TSH: Thyroid Stimulating Hormone (TSH) is also called thyrotropin. The pituitary releases this hormone after the hypothalamus releases TRH (thyrotropin-releasing-hormone). This is the most common marker used to assess thyroid function and it is also the most sensitive. The TSH levels increase when the T4 levels drop, and the TSH falls when T4 levels increase. This is the only test performed in the traditional health care model as a means to screen the patient for thyroid disorders; this is because they are only concerned for screening the thyroid for hormone replacement and not optimal physiological function. A TSH test alone does not consider thyroid pituitary feedback loops, peripheral thyroid metabolism, or potential or active risk factors as identified by antibody testing. A high TSH with or without changes in T4 or T3 is diagnostic to determine hypothyroidism.
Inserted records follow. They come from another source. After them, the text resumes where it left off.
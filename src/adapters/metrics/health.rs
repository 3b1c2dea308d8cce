//! Health Check Server - Liveness and Readiness Probes
//!
//! Exposes /live and /ready endpoints via axum 0.7 for container
//! health checks. Readiness depends on how many stream pollers are
//! still running.

use std::sync::atomic::{AtomicUsize, Ordering};
use std::sync::Arc;

use axum::extract::State;
use axum::http::StatusCode;
use axum::response::IntoResponse;
use axum::routing::get;
use axum::Router;
use tokio::sync::broadcast;
use tracing::{info, instrument};

/// Shared health state updated by the stream supervisor.
#[derive(Debug, Default)]
pub struct HealthState {
    /// Pollers currently running.
    running_streams: AtomicUsize,
}

impl HealthState {
    /// Create a new health state with no streams running.
    pub fn new() -> Self {
        Self::default()
    }

    /// A poller started.
    pub fn stream_started(&self) {
        self.running_streams.fetch_add(1, Ordering::Relaxed);
    }

    /// A poller stopped for good.
    pub fn stream_stopped(&self) {
        let _ = self.running_streams.fetch_update(
            Ordering::Relaxed,
            Ordering::Relaxed,
            |n| n.checked_sub(1),
        );
    }

    pub fn running_streams(&self) -> usize {
        self.running_streams.load(Ordering::Relaxed)
    }

    /// Ready while at least one stream is still being polled.
    pub fn is_ready(&self) -> bool {
        self.running_streams() > 0
    }
}

/// Axum-based health check HTTP server.
pub struct HealthServer {
    /// Health state shared with the supervisor.
    state: Arc<HealthState>,
    /// Bind port (default 8080 from config).
    port: u16,
}

impl HealthServer {
    /// Create a new health server.
    pub const fn new(state: Arc<HealthState>, port: u16) -> Self {
        Self { state, port }
    }

    /// Run the health check server until shutdown.
    #[instrument(skip(self, shutdown_rx))]
    pub async fn run(
        self,
        mut shutdown_rx: broadcast::Receiver<()>,
    ) -> anyhow::Result<()> {
        let app = Router::new()
            .route("/live", get(Self::liveness))
            .route("/ready", get(Self::readiness))
            .with_state(Arc::clone(&self.state));

        let addr = format!("0.0.0.0:{}", self.port);
        let listener = tokio::net::TcpListener::bind(&addr).await?;

        info!(address = %addr, "Health server started");

        axum::serve(listener, app)
            .with_graceful_shutdown(async move {
                let _ = shutdown_rx.recv().await;
            })
            .await?;

        Ok(())
    }

    /// Liveness probe: always returns 200 if the process is running.
    async fn liveness() -> impl IntoResponse {
        (StatusCode::OK, "OK")
    }

    /// Readiness probe: 200 while any stream poller is running.
    async fn readiness(
        State(state): State<Arc<HealthState>>,
    ) -> impl IntoResponse {
        if state.is_ready() {
            (StatusCode::OK, "READY")
        } else {
            (StatusCode::SERVICE_UNAVAILABLE, "NOT READY")
        }
    }
}

#[cfg(test)]
mod tests {
    use super::*;

    #[test]
    fn test_ready_tracks_running_streams() {
        let state = HealthState::new();
        assert!(!state.is_ready());
        state.stream_started();
        state.stream_started();
        state.stream_stopped();
        assert!(state.is_ready());
        state.stream_stopped();
        assert!(!state.is_ready());
        state.stream_stopped();
        assert_eq!(state.running_streams(), 0);
    }
}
If the thyroid is not making enough T4, the pituitary will pump out TSH to stimulate its production. A low TSH is used to determine hyperthyroid activity. If the thyroid is overactive such as in Grave’s disease, the antibodies bind to active thyrotropin(TSH) receptors on the thyroid cells and stimulate T4 production without the influence of TSH. Please note that some antibodies may inhibit thyroid function by inactivating instead of stimulating thyrotropin receptors. This is called an autoimmune hypothyroid. These patterns will demonstrate a hypothyroid pattern (elevated TSH) with elevated thyroid antibodies.

 

Laboratory Reference Range: 0.5 – 5.5 (varies from one lab to another)
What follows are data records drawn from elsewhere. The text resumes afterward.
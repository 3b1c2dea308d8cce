//! Configuration Loader - File Loading, Env Overrides, Validation
//!
//! Order of precedence: environment > `config.toml` > defaults.
//! A missing config file is not an error; a missing contract address
//! after all sources are merged is.

use std::io::ErrorKind;
use std::net::SocketAddr;
use std::path::Path;

use alloy::primitives::Address;
use tracing::info;

use super::{AppConfig, ContractConfig};
use crate::error::ConfigError;

/// Environment variable naming the config file.
pub const CONFIG_PATH_ENV: &str = "EXPORTER_CONFIG";

/// Default config file path.
pub const DEFAULT_CONFIG_PATH: &str = "config.toml";

/// Config file path from `EXPORTER_CONFIG`, or `config.toml`.
pub fn config_path() -> String {
  std::env::var(CONFIG_PATH_ENV).unwrap_or_else(|_| DEFAULT_CONFIG_PATH.to_string())
}

/// Load, override from the process environment, and validate.
///
/// # Errors
/// Returns `ConfigError` if:
/// - The file exists but can't be read or parsed
/// - A contract address is missing or malformed
/// - Any other setting fails validation
pub fn load_config(path: &str) -> Result<AppConfig, ConfigError> {
  load_config_with(path, |key| std::env::var(key).ok())
}

/// `load_config` with an injectable environment lookup.
pub fn load_config_with<F>(path: &str, env: F) -> Result<AppConfig, ConfigError>
where
  F: Fn(&str) -> Option<String>,
{
  let mut config = read_file(path)?;
  apply_env_overrides(&mut config, env);
  validate_config(&config)?;

  info!(
    rpc_url = %config.chain.rpc_url,
    poll_interval_secs = config.exporter.poll_interval_secs,
    metrics = %config.metrics.bind_address,
    "Configuration loaded successfully"
  );

  Ok(config)
}

fn read_file(path: &str) -> Result<AppConfig, ConfigError> {
  let content = match std::fs::read_to_string(Path::new(path)) {
    Ok(content) => content,
    Err(e) if e.kind() == ErrorKind::NotFound => {
      info!(path, "No config file, using defaults and environment");
      return Ok(AppConfig::default());
    }
    Err(source) => {
      return Err(ConfigError::Read {
        path: path.to_string(),
        source,
      });
    }
  };

  toml::from_str(&content).map_err(|source| ConfigError::Parse {
    path: path.to_string(),
    source,
  })
}

/// Apply `RPC_URL`, `MY_TOKEN_ADDR`, `ESCROW_ADDR`, `CASH_ADDR`.
pub fn apply_env_overrides<F>(config: &mut AppConfig, env: F)
where
  F: Fn(&str) -> Option<String>,
{
  if let Some(url) = env("RPC_URL") {
    config.chain.rpc_url = url;
  }
  for (key, contract) in [
    ("MY_TOKEN_ADDR", &mut config.contracts.my_token),
    ("ESCROW_ADDR", &mut config.contracts.escrow),
    ("CASH_ADDR", &mut config.contracts.cash),
  ] {
    if let Some(address) = env(key) {
      contract.address = Some(address);
    }
  }
}

/// Parse a configured contract address.
pub fn contract_address(
  field: &'static str,
  contract: &ContractConfig,
) -> Result<Address, ConfigError> {
  let raw = contract
    .address
    .as_deref()
    .map(str::trim)
    .filter(|s| !s.is_empty())
    .ok_or(ConfigError::Missing(field))?;
  raw.parse().map_err(|e| ConfigError::Invalid {
    field,
    reason: format!("{raw:?} is not an address: {e}"),
  })
}

/// Validate all configuration parameters.
fn validate_config(config: &AppConfig) -> Result<(), ConfigError> {
  contract_address("contracts.my_token.address", &config.contracts.my_token)?;
  contract_address("contracts.escrow.address", &config.contracts.escrow)?;
  contract_address("contracts.cash.address", &config.contracts.cash)?;

  let url = config.chain.rpc_url.trim();
  let scheme_ok = ["http://", "https://", "ws://", "wss://"]
    .iter()
    .any(|scheme| url.starts_with(scheme));
  if !scheme_ok {
    return Err(ConfigError::Invalid {
      field: "chain.rpc_url",
      reason: format!("{url:?} must be an http(s) or ws(s) URL"),
    });
  }

  if config.exporter.poll_interval_secs == 0 {
    return Err(ConfigError::Invalid {
      field: "exporter.poll_interval_secs",
      reason: "must be positive".to_string(),
    });
  }

  config
    .metrics
    .bind_address
    .parse::<SocketAddr>()
    .map_err(|e| ConfigError::Invalid {
      field: "metrics.bind_address",
      reason: e.to_string(),
    })?;

  Ok(())
}

#[cfg(test)]
mod tests {
  use std::collections::HashMap;

  use super::*;

  const TOKEN: &str = "0x5FbDB2315678afecb367f032d93F642f64180aa3";
  const ESCROW: &str = "0xe7f1725E7734CE288F8367e1Bb143E90bb3F0512";
  const CASH: &str = "0x9fE46736679d2D9a65F0992F2272dE9f3c7fa6e0";

  fn env_of(pairs: &[(&str, &str)]) -> impl Fn(&str) -> Option<String> {
    let map: HashMap<String, String> = pairs
      .iter()
      .map(|(k, v)| ((*k).to_string(), (*v).to_string()))
      .collect();
    move |key: &str| map.get(key).cloned()
  }

  fn full_env() -> impl Fn(&str) -> Option<String> {
    env_of(&[
      ("MY_TOKEN_ADDR", TOKEN),
      ("ESCROW_ADDR", ESCROW),
      ("CASH_ADDR", CASH),
    ])
  }

  #[test]
  fn test_missing_file_uses_defaults_and_env() {
    let config = load_config_with("nonexistent.toml", full_env()).unwrap();
    assert_eq!(config.chain.rpc_url, "http://127.0.0.1:8545");
    assert_eq!(config.exporter.poll_interval_secs, 5);
    assert_eq!(config.metrics.bind_address, "0.0.0.0:58000");
    assert_eq!(config.contracts.escrow.address.as_deref(), Some(ESCROW));
  }

  #[test]
  fn test_missing_address_is_rejected() {
    let err = load_config_with(
      "nonexistent.toml",
      env_of(&[("MY_TOKEN_ADDR", TOKEN), ("ESCROW_ADDR", ESCROW)]),
    )
    .unwrap_err();
    assert!(matches!(err, ConfigError::Missing("contracts.cash.address")));
  }

  #[test]
  fn test_malformed_address_is_rejected() {
    let err = load_config_with(
      "nonexistent.toml",
      env_of(&[
        ("MY_TOKEN_ADDR", "0x1234"),
        ("ESCROW_ADDR", ESCROW),
        ("CASH_ADDR", CASH),
      ]),
    )
    .unwrap_err();
    assert!(matches!(
      err,
      ConfigError::Invalid {
        field: "contracts.my_token.address",
        ..
      }
    ));
  }

  #[test]
  fn test_file_values_and_env_precedence() {
    let mut config: AppConfig = toml::from_str(&format!(
      r#"
        [exporter]
        poll_interval_secs = 2

        [chain]
        rpc_url = "http://node:8545"

        [contracts.escrow]
        address = "{ESCROW}"
        abi_path = "abi/escrow.json"
      "#
    ))
    .unwrap();
    apply_env_overrides(&mut config, env_of(&[("RPC_URL", "ws://other:8546")]));

    assert_eq!(config.exporter.poll_interval_secs, 2);
    assert_eq!(config.exporter.log_level, "info");
    assert_eq!(config.chain.rpc_url, "ws://other:8546");
    assert_eq!(config.contracts.escrow.abi_path, "abi/escrow.json");
    assert_eq!(
      config.contracts.cash.abi_path,
      "contracts_abi/TotalModule#Cash.json"
    );
  }

  #[test]
  fn test_zero_interval_is_rejected() {
    let mut config = AppConfig::default();
    apply_env_overrides(&mut config, full_env());
    config.exporter.poll_interval_secs = 0;
    assert!(validate_config(&config).is_err());
  }
}
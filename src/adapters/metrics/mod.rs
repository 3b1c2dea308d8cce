//! Metrics and Monitoring Adapters
//!
//! Provides the Prometheus metric store served on `/metrics` and
//! health check endpoints (/live, /ready) via axum 0.7.

pub mod health;
pub mod prometheus;

pub use health::{HealthServer, HealthState};
pub use prometheus::MetricStore;
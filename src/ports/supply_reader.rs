//! Supply Reader Port - Token Contract State Reads
//!
//! Read-through to the token contract's `totalSupply()`. Used by the
//! mint handler to refresh the on-chain supply gauge.

use alloy::primitives::U256;
use async_trait::async_trait;

use crate::error::ExternalReadError;

/// Trait for reading the current total supply of the tracked token.
#[async_trait]
pub trait SupplyReader: Send + Sync + 'static {
  /// Current `totalSupply()` at the latest block.
  async fn total_supply(&self) -> Result<U256, ExternalReadError>;
}
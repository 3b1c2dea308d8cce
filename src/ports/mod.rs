//! Ports Layer - Hexagonal Architecture Boundaries
//!
//! Defines the interfaces (traits) that the usecases layer
//! requires from the outside world. Adapters implement these traits.
//!
//! Port categories:
//! - `EventSource`: Incremental per-stream contract event polling
//! - `SupplyReader`: Token `totalSupply()` reads

pub mod event_source;
pub mod supply_reader;

pub use event_source::EventSource;
pub use supply_reader::SupplyReader;
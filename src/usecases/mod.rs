//! Use Cases Layer - Application Business Logic
//!
//! Orchestrates ports and the metric store to implement the
//! exporter's core workflows.
//!
//! Use cases:
//! - `handlers`: Per-event-kind translation into metric batches
//! - `Poller`: Fixed-interval polling of one event stream
//! - `StreamSupervisor`: Concurrent pollers with isolated failures

pub mod handlers;
pub mod poller;
pub mod supervisor;

pub use handlers::{handler_for, EventHandler};
pub use poller::{Poller, PollerState, StreamStats};
pub use supervisor::{StreamSupervisor, SupervisorReport};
Functional Reference Range: 1.5-3.5

 

Total Thyroxine (TT4): The TT4 test measures both bound and unbound thyroxine levels, therefore, it does not give the activity of T4 when measured alone. This test is best completed with a T3 uptake. The free thyroxine index (FT4) can be calculated by using the T3 uptake and demonstrating a level of T4 activity. Total T4 levels can be altered by many drugs.

 

Free Thyroxine Index: As stated earlier, the total thyroxine and T3 uptake must be used together to calculate the FT4. The index is measured by multiplying the TT4 levels by the T3 uptake levels. The result is the FT4 and it determines the amount of active T4 available. The impact of drugs, as will be discussed, will always impact T4 and resin T3 uptake levels in opposite directions due to its impact on binding sites. If the TT4 level is depressed, then the T3 uptake is high; if the TT4 is elevated, the resin uptake is low. Please note that even if you are taking drugs that may impact thyroid binding, the free thyroxine index should be within the normal range if your thyroid is functioning normally.

 

Free Thyroxine (FT4): The free thyroxine test is used to measure the amount of free or active T4 in the blood. All the factors such as drugs and physical conditions that may impact the TT4 do not impact the FT4. The level of T4 in the blood is high with hyperthyroidism or low with hypothyroidism. Please note that even a high TSH with normal T4 is enough to diagnose hypothyroidism. A rare pattern is an elevated T4 without hyperthyroidism, which may be related to a hereditary condition of thyroid resistance. Elevated Free T4 may also be caused by patients taking heprin or by an acute illness that my briefly cause the binding protein levels to suddenly fall. If an illness becomes severe and chronic, it may decrease the FT4 levels but it is not a thyroid disease.